Start with the first line of the material. Repeat each line exactly through the one that contains "in canvas pixels.".

- - -

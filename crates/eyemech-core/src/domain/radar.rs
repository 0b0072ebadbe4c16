//! Radar geometry and the pixel-to-gaze coordinate mapping.
//!
//! The radar is a circle drawn on a square canvas.  Pixel coordinates grow to
//! the right and downwards; gaze coordinates span `[-50, 50]` on both axes and
//! grow to the right and upwards.  A pointer outside the circle snaps to the
//! centre rather than to the nearest point on the rim.

use thiserror::Error;

/// Half-width of the gaze output range on each axis.
pub const GAZE_LIMIT: f64 = 50.0;

/// Side length of the default square canvas, in pixels.
pub const DEFAULT_CANVAS_SIZE: i32 = 400;

/// Blank border between the canvas edge and the radar circle, in pixels.
pub const DEFAULT_MARGIN: i32 = 20;

/// Errors that can occur when building a [`RadarGeometry`].
#[derive(Debug, Error, PartialEq)]
pub enum GeometryError {
    /// The circle would have no area.
    #[error("radar radius must be positive, got {0}")]
    NonPositiveRadius(i32),

    /// The margin eats the whole canvas.
    #[error("a {size}px canvas leaves no room for the radar inside a {margin}px margin")]
    CanvasTooSmall { size: i32, margin: i32 },

    #[error("radar margin must not be negative, got {0}")]
    NegativeMargin(i32),
}

/// A pointer position in canvas pixels.
#[derive(Debug, Clone, Copy, PartialEq, Eq)]
pub struct PixelPoint {
    pub x: i32,
    pub y: i32,
}

impl PixelPoint {
    pub fn new(x: i32, y: i32) -> Self {
        Self { x, y }
    }
}

/// A gaze target in normalized units, each axis in `[-50, 50]`.
#[derive(Debug, Clone, Copy, PartialEq)]
pub struct GazePoint {
    pub x: f64,
    pub y: f64,
}

/// Immutable description of the radar circle.
#[derive(Debug, Clone, Copy, PartialEq, Eq)]
pub struct RadarGeometry {
    center: PixelPoint,
    radius: i32,
}

impl RadarGeometry {
    /// Creates a radar centred on `center` with the given pixel radius.
    ///
    /// # Errors
    ///
    /// Returns [`GeometryError::NonPositiveRadius`] if `radius <= 0`.
    pub fn new(center: PixelPoint, radius: i32) -> Result<Self, GeometryError> {
        if radius <= 0 {
            return Err(GeometryError::NonPositiveRadius(radius));
        }
        Ok(Self { center, radius })
    }

    /// Lays the radar out on a square canvas of `size` pixels with `margin`
    /// pixels of blank border on every side.
    ///
    /// # Examples
    ///
    /// ```rust
    /// use eyemech_core::{PixelPoint, RadarGeometry};
    ///
    /// let radar = RadarGeometry::from_canvas(400, 20).unwrap();
    /// assert_eq!(radar.center(), PixelPoint::new(200, 200));
    /// assert_eq!(radar.radius(), 180);
    /// ```
    ///
    /// # Errors
    ///
    /// Returns [`GeometryError::NegativeMargin`] for `margin < 0` and
    /// [`GeometryError::CanvasTooSmall`] when `margin >= size / 2`.
    pub fn from_canvas(size: i32, margin: i32) -> Result<Self, GeometryError> {
        if margin < 0 {
            return Err(GeometryError::NegativeMargin(margin));
        }
        let half = size / 2;
        match half.checked_sub(margin) {
            Some(radius) if radius > 0 => Self::new(PixelPoint::new(half, half), radius),
            _ => Err(GeometryError::CanvasTooSmall { size, margin }),
        }
    }

    pub fn center(&self) -> PixelPoint {
        self.center
    }

    pub fn radius(&self) -> i32 {
        self.radius
    }

    /// Returns `true` if `point` lies inside or on the circle.
    pub fn contains(&self, point: PixelPoint) -> bool {
        let dx = i64::from(point.x) - i64::from(self.center.x);
        let dy = i64::from(point.y) - i64::from(self.center.y);
        let r = i64::from(self.radius);
        dx * dx + dy * dy <= r * r
    }

    /// Returns `point` unchanged if it is on the radar, otherwise the centre.
    pub fn clamp(&self, point: PixelPoint) -> PixelPoint {
        if self.contains(point) {
            point
        } else {
            self.center
        }
    }

    /// Maps a pointer position to a gaze target.
    ///
    /// Positions outside the circle map to the centre.  The y axis is flipped
    /// so that pointing above the centre yields a positive gaze.
    ///
    /// # Examples
    ///
    /// ```rust
    /// use eyemech_core::{PixelPoint, RadarGeometry};
    ///
    /// let radar = RadarGeometry::from_canvas(400, 20).unwrap();
    /// let top = radar.map(PixelPoint::new(200, 20));
    /// assert_eq!((top.x, top.y), (0.0, 50.0));
    /// ```
    pub fn map(&self, point: PixelPoint) -> GazePoint {
        let p = self.clamp(point);
        GazePoint {
            x: interp(p.x, self.center.x, self.radius),
            y: -interp(p.y, self.center.y, self.radius),
        }
    }
}

impl Default for RadarGeometry {
    /// The 400×400 canvas with a 20 px margin used by the original panel.
    fn default() -> Self {
        let half = DEFAULT_CANVAS_SIZE / 2;
        Self {
            center: PixelPoint::new(half, half),
            radius: half - DEFAULT_MARGIN,
        }
    }
}

/// Linear map of `value` from `[center - radius, center + radius]` onto
/// `[-GAZE_LIMIT, GAZE_LIMIT]`.
///
/// Done in `f64`, which holds every `i32` sum exactly.
fn interp(value: i32, center: i32, radius: i32) -> f64 {
    let lo = f64::from(center) - f64::from(radius);
    let hi = f64::from(center) + f64::from(radius);
    let t = (f64::from(value) - lo) / (hi - lo);
    -GAZE_LIMIT + t * (2.0 * GAZE_LIMIT)
}

// ── Tests ─────────────────────────────────────────────────────────────────────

- - -

COMPLETED EXERCISE
filename crates/eyemech-core/src/domain/radar.rs
repository 0b0072ebadbe4c16
//! Radar geometry and the pixel-to-gaze coordinate mapping.
//!
//! The radar is a circle drawn on a square canvas.  Pixel coordinates grow to
//! the right and downwards; gaze coordinates span `[-50, 50]` on both axes and
//! grow to the right and upwards.  A pointer outside the circle snaps to the
//! centre rather than to the nearest point on the rim.

use thiserror::Error;

/// Half-width of the gaze output range on each axis.
pub const GAZE_LIMIT: f64 = 50.0;

/// Side length of the default square canvas, in pixels.
pub const DEFAULT_CANVAS_SIZE: i32 = 400;

/// Blank border between the canvas edge and the radar circle, in pixels.
pub const DEFAULT_MARGIN: i32 = 20;

/// Errors that can occur when building a [`RadarGeometry`].
#[derive(Debug, Error, PartialEq)]
pub enum GeometryError {
    /// The circle would have no area.
    #[error("radar radius must be positive, got {0}")]
    NonPositiveRadius(i32),

    /// The margin eats the whole canvas.
    #[error("a {size}px canvas leaves no room for the radar inside a {margin}px margin")]
    CanvasTooSmall { size: i32, margin: i32 },

    #[error("radar margin must not be negative, got {0}")]
    NegativeMargin(i32),
}

/// A pointer position in canvas pixels.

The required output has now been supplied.